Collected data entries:
—————

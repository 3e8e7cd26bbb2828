//! Schedule executors.
//!
//! One executor task drives one schedule's hardware sequence to
//! completion. Before every HAL call it re-checks the world: a user
//! override, a closed time window, or a stop signal each end the run
//! at the next safe point (the boundary between a HAL call and a
//! sleep).

use super::window;
use crate::{cache::PinEntry, drive};
use pinbridge_api::{
    hal::Hal,
    types::schedule::{RunStatus, ScheduleKind, ScheduleSpec},
    Result,
};
use std::sync::Arc;
use tokio::{sync::watch, time};
use tracing::warn;

/// Everything an executor needs to run one schedule.

pub struct ExecCtx {
    pub hal: Arc<dyn Hal>,
    pub entry: Arc<PinEntry>,
    pub spec: ScheduleSpec,
    pub pwm_freq: u32,
}

/// Runs the schedule to completion. `Some(status)` is the outcome to
/// record on the schedule; `None` means the run was cut short by a
/// stop signal (modify, remove, or shutdown) and no outcome is
/// recorded.

pub async fn run(
    ctx: ExecCtx,
    mut stop: watch::Receiver<bool>,
) -> Option<RunStatus> {
    let outcome = match ctx.spec.kind {
        ScheduleKind::PwmCycle {
            cycles,
            on_ms,
            off_ms,
        } => run_cycle(&ctx, &mut stop, cycles, on_ms, off_ms).await,

        ScheduleKind::PwmFade {
            total_ms,
            steps,
            start_duty,
            end_duty,
        } => {
            run_fade(&ctx, &mut stop, total_ms, steps, start_duty, end_duty)
                .await
        }

        ScheduleKind::DigitalToggle { cycles, interval_ms } => {
            run_toggle(&ctx, &mut stop, cycles, interval_ms).await
        }

        ScheduleKind::HoldState { state, hold_ms } => {
            run_hold(&ctx, &mut stop, state, hold_ms).await
        }
    };

    if let Some(status) = outcome {
        if status == RunStatus::Error {
            warn!(
                "schedule {} on pin {} failed",
                &ctx.spec.id, ctx.entry.desc.number
            )
        }
    }
    outcome
}

// The pre-action check. `Some(outcome)` means the run must end now
// with that outcome.

async fn precheck(
    ctx: &ExecCtx,
    stop: &watch::Receiver<bool>,
) -> Option<Option<RunStatus>> {
    if *stop.borrow() {
        return Some(None);
    }

    if ctx.entry.lock().await.user_override_active {
        return Some(Some(RunStatus::SupersededByOverride));
    }

    if !window::is_open(&ctx.spec) {
        return Some(Some(RunStatus::SkippedOutOfWindow));
    }
    None
}

// Sleeps, waking early when stop is signalled. The follow-up
// precheck decides what to do about it.

async fn pause(ms: u64, stop: &mut watch::Receiver<bool>) {
    #[rustfmt::skip]
    tokio::select! {
        _ = time::sleep(time::Duration::from_millis(ms)) => (),
        _ = stop.changed() => ()
    }
}

async fn set_digital(ctx: &ExecCtx, value: bool) -> Result<()> {
    let mut state = ctx.entry.lock().await;

    drive::digital_locked(ctx.hal.as_ref(), &ctx.entry, &mut state, value)
}

async fn set_pwm(ctx: &ExecCtx, duty: u8) -> Result<()> {
    let mut state = ctx.entry.lock().await;

    drive::pwm_locked(
        ctx.hal.as_ref(),
        &ctx.entry,
        &mut state,
        duty,
        ctx.pwm_freq,
    )
}

// On/off cycling. Terminal state is low by construction; zero cycles
// complete successfully without a single HAL call.

async fn run_cycle(
    ctx: &ExecCtx,
    stop: &mut watch::Receiver<bool>,
    cycles: u32,
    on_ms: u64,
    off_ms: u64,
) -> Option<RunStatus> {
    for _ in 0..cycles {
        if let Some(outcome) = precheck(ctx, stop).await {
            return outcome;
        }

        if set_digital(ctx, true).await.is_err() {
            return Some(RunStatus::Error);
        }

        pause(on_ms, stop).await;

        if let Some(outcome) = precheck(ctx, stop).await {
            return outcome;
        }

        if set_digital(ctx, false).await.is_err() {
            return Some(RunStatus::Error);
        }

        pause(off_ms, stop).await;
    }
    Some(RunStatus::Success)
}

// Linear duty ramp. Each step sleeps first, then writes, so a
// single-step fade issues exactly one write -- the end duty -- after
// the full duration.

async fn run_fade(
    ctx: &ExecCtx,
    stop: &mut watch::Receiver<bool>,
    total_ms: u64,
    steps: u32,
    start_duty: u8,
    end_duty: u8,
) -> Option<RunStatus> {
    if !ctx.entry.desc.pwm_capable {
        return Some(RunStatus::Error);
    }

    let step_ms = total_ms / steps as u64;
    let span = end_duty as i32 - start_duty as i32;

    for i in 1..=steps {
        if let Some(outcome) = precheck(ctx, stop).await {
            return outcome;
        }

        pause(step_ms, stop).await;

        if let Some(outcome) = precheck(ctx, stop).await {
            return outcome;
        }

        let duty =
            (start_duty as i32 + span * i as i32 / steps as i32) as u8;

        if set_pwm(ctx, duty).await.is_err() {
            return Some(RunStatus::Error);
        }
    }
    Some(RunStatus::Success)
}

// Repeated toggling. The pin is restored to the level it had when the
// run began, so a completed run is net-zero.

async fn run_toggle(
    ctx: &ExecCtx,
    stop: &mut watch::Receiver<bool>,
    cycles: u32,
    interval_ms: u64,
) -> Option<RunStatus> {
    let original = ctx.entry.lock().await.hardware;
    let mut current = original;

    for _ in 0..cycles {
        if let Some(outcome) = precheck(ctx, stop).await {
            return outcome;
        }

        current = !current;

        if set_digital(ctx, current).await.is_err() {
            return Some(RunStatus::Error);
        }

        pause(interval_ms, stop).await;
    }

    if current != original {
        if let Some(outcome) = precheck(ctx, stop).await {
            return outcome;
        }

        if set_digital(ctx, original).await.is_err() {
            return Some(RunStatus::Error);
        }
    }
    Some(RunStatus::Success)
}

// Drive, hold, release.

async fn run_hold(
    ctx: &ExecCtx,
    stop: &mut watch::Receiver<bool>,
    state: bool,
    hold_ms: u64,
) -> Option<RunStatus> {
    if let Some(outcome) = precheck(ctx, stop).await {
        return outcome;
    }

    if set_digital(ctx, state).await.is_err() {
        return Some(RunStatus::Error);
    }

    pause(hold_ms, stop).await;

    if let Some(outcome) = precheck(ctx, stop).await {
        return outcome;
    }

    if set_digital(ctx, false).await.is_err() {
        return Some(RunStatus::Error);
    }
    Some(RunStatus::Success)
}

#[cfg(test)]
mod tests {
    use super::*;
    use crate::{
        cache::PinCache,
        hal::sim::{SimHal, Write},
        pins::PIN_TABLE,
    };

    fn ctx(
        hal: &Arc<SimHal>,
        pin: u8,
        kind: ScheduleKind,
    ) -> (ExecCtx, watch::Sender<bool>, watch::Receiver<bool>) {
        let cache = PinCache::new(PIN_TABLE);
        let entry = cache.entry(pin).unwrap();

        hal.configure(&entry.desc).unwrap();

        let (tx, rx) = watch::channel(false);

        (
            ExecCtx {
                hal: hal.clone(),
                entry,
                spec: ScheduleSpec {
                    id: String::from("s1"),
                    enabled: true,
                    window: None,
                    kind,
                },
                pwm_freq: 1_000,
            },
            tx,
            rx,
        )
    }

    #[tokio::test(start_paused = true)]
    async fn test_hold_state_sequence() {
        let hal = Arc::new(SimHal::new());
        let (ctx, _tx, rx) = ctx(
            &hal,
            23,
            ScheduleKind::HoldState {
                state: true,
                hold_ms: 5_000,
            },
        );

        assert_eq!(run(ctx, rx).await, Some(RunStatus::Success));
        assert_eq!(
            hal.history(),
            vec![Write::Digital(23, true), Write::Digital(23, false)]
        );
    }

    #[tokio::test(start_paused = true)]
    async fn test_cycle_sequence() {
        let hal = Arc::new(SimHal::new());
        let (ctx, _tx, rx) = ctx(
            &hal,
            23,
            ScheduleKind::PwmCycle {
                cycles: 2,
                on_ms: 100,
                off_ms: 100,
            },
        );

        assert_eq!(run(ctx, rx).await, Some(RunStatus::Success));
        assert_eq!(
            hal.history(),
            vec![
                Write::Digital(23, true),
                Write::Digital(23, false),
                Write::Digital(23, true),
                Write::Digital(23, false),
            ]
        );
    }

    #[tokio::test(start_paused = true)]
    async fn test_zero_cycles_touch_nothing() {
        let hal = Arc::new(SimHal::new());
        let (ctx, _tx, rx) = ctx(
            &hal,
            23,
            ScheduleKind::PwmCycle {
                cycles: 0,
                on_ms: 100,
                off_ms: 100,
            },
        );

        assert_eq!(run(ctx, rx).await, Some(RunStatus::Success));
        assert!(hal.history().is_empty());
    }

    #[tokio::test(start_paused = true)]
    async fn test_single_step_fade() {
        let hal = Arc::new(SimHal::new());
        let (ctx, _tx, rx) = ctx(
            &hal,
            18,
            ScheduleKind::PwmFade {
                total_ms: 2_000,
                steps: 1,
                start_duty: 0,
                end_duty: 100,
            },
        );

        let started = time::Instant::now();

        assert_eq!(run(ctx, rx).await, Some(RunStatus::Success));

        // Exactly one write, the end duty, after the full duration.

        assert_eq!(hal.history(), vec![Write::Pwm(18, 100)]);
        assert!(started.elapsed() >= time::Duration::from_millis(2_000));
    }

    #[tokio::test(start_paused = true)]
    async fn test_fade_ramp_hits_endpoints() {
        let hal = Arc::new(SimHal::new());
        let (ctx, _tx, rx) = ctx(
            &hal,
            18,
            ScheduleKind::PwmFade {
                total_ms: 400,
                steps: 4,
                start_duty: 20,
                end_duty: 80,
            },
        );

        assert_eq!(run(ctx, rx).await, Some(RunStatus::Success));
        assert_eq!(
            hal.history(),
            vec![
                Write::Pwm(18, 35),
                Write::Pwm(18, 50),
                Write::Pwm(18, 65),
                Write::Pwm(18, 80),
            ]
        );
    }

    #[tokio::test(start_paused = true)]
    async fn test_fade_needs_pwm_pin() {
        let hal = Arc::new(SimHal::new());
        let (ctx, _tx, rx) = ctx(
            &hal,
            23,
            ScheduleKind::PwmFade {
                total_ms: 1_000,
                steps: 2,
                start_duty: 0,
                end_duty: 100,
            },
        );

        assert_eq!(run(ctx, rx).await, Some(RunStatus::Error));
        assert!(hal.history().is_empty());
    }

    #[tokio::test(start_paused = true)]
    async fn test_toggle_restores_original() {
        let hal = Arc::new(SimHal::new());
        let (ctx, _tx, rx) = ctx(
            &hal,
            23,
            ScheduleKind::DigitalToggle {
                cycles: 3,
                interval_ms: 50,
            },
        );

        // Start the pin high so restoration is visible.

        {
            let mut state = ctx.entry.lock().await;

            drive::digital_locked(
                ctx.hal.as_ref(),
                &ctx.entry,
                &mut state,
                true,
            )
            .unwrap();
        }
        hal.clear_history();

        assert_eq!(run(ctx, rx).await, Some(RunStatus::Success));

        // Three toggles land low, then the original level returns.

        assert_eq!(
            hal.history(),
            vec![
                Write::Digital(23, false),
                Write::Digital(23, true),
                Write::Digital(23, false),
                Write::Digital(23, true),
            ]
        );
    }

    #[tokio::test(start_paused = true)]
    async fn test_override_ends_run() {
        let hal = Arc::new(SimHal::new());
        let (ctx, _tx, rx) = ctx(
            &hal,
            23,
            ScheduleKind::HoldState {
                state: true,
                hold_ms: 600_000,
            },
        );
        let entry = ctx.entry.clone();

        let task = tokio::spawn(run(ctx, rx));

        // Let the executor drive the pin and enter its hold.

        time::sleep(time::Duration::from_millis(1_000)).await;
        entry.lock().await.user_override_active = true;

        // The executor notices at its next pre-action check.

        assert_eq!(
            task.await.unwrap(),
            Some(RunStatus::SupersededByOverride)
        );
    }

    #[tokio::test(start_paused = true)]
    async fn test_stop_signal_ends_run_quietly() {
        let hal = Arc::new(SimHal::new());
        let (ctx, tx, rx) = ctx(
            &hal,
            23,
            ScheduleKind::HoldState {
                state: true,
                hold_ms: 600_000,
            },
        );

        let task = tokio::spawn(run(ctx, rx));

        time::sleep(time::Duration::from_millis(1_000)).await;

        let _ = tx.send(true);

        // Stopped runs record no outcome.

        assert_eq!(task.await.unwrap(), None);
    }

    #[tokio::test(start_paused = true)]
    async fn test_out_of_window_skips() {
        use pinbridge_api::types::schedule::TimeWindow;

        let hal = Arc::new(SimHal::new());
        let (mut ctx, _tx, rx) = ctx(
            &hal,
            23,
            ScheduleKind::HoldState {
                state: true,
                hold_ms: 1_000,
            },
        );

        // A one-minute window an hour from now is closed at the time
        // of the run, whatever the wall clock says.

        let now = window::minute_of_day(&chrono::Local::now());
        let start = (now + 60) % 1440;
        let end = (start + 1) % 1440;

        ctx.spec.window = Some(TimeWindow {
            enabled: true,
            start,
            end,
        });

        assert_eq!(run(ctx, rx).await, Some(RunStatus::SkippedOutOfWindow));
        assert!(hal.history().is_empty());
    }
}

—————

Reproduce the entries exactly, but only from their first line to the line holding "use std::sync::Arc;", with that last line kept.

repository 3e8e7cd26bbb2828
//! Schedule executors.
//!
//! One executor task drives one schedule's hardware sequence to
//! completion. Before every HAL call it re-checks the world: a user
//! override, a closed time window, or a stop signal each end the run
//! at the next safe point (the boundary between a HAL call and a
//! sleep).

use super::window;
use crate::{cache::PinEntry, drive};
use pinbridge_api::{
    hal::Hal,
    types::schedule::{RunStatus, ScheduleKind, ScheduleSpec},
    Result,
};
use std::sync::Arc;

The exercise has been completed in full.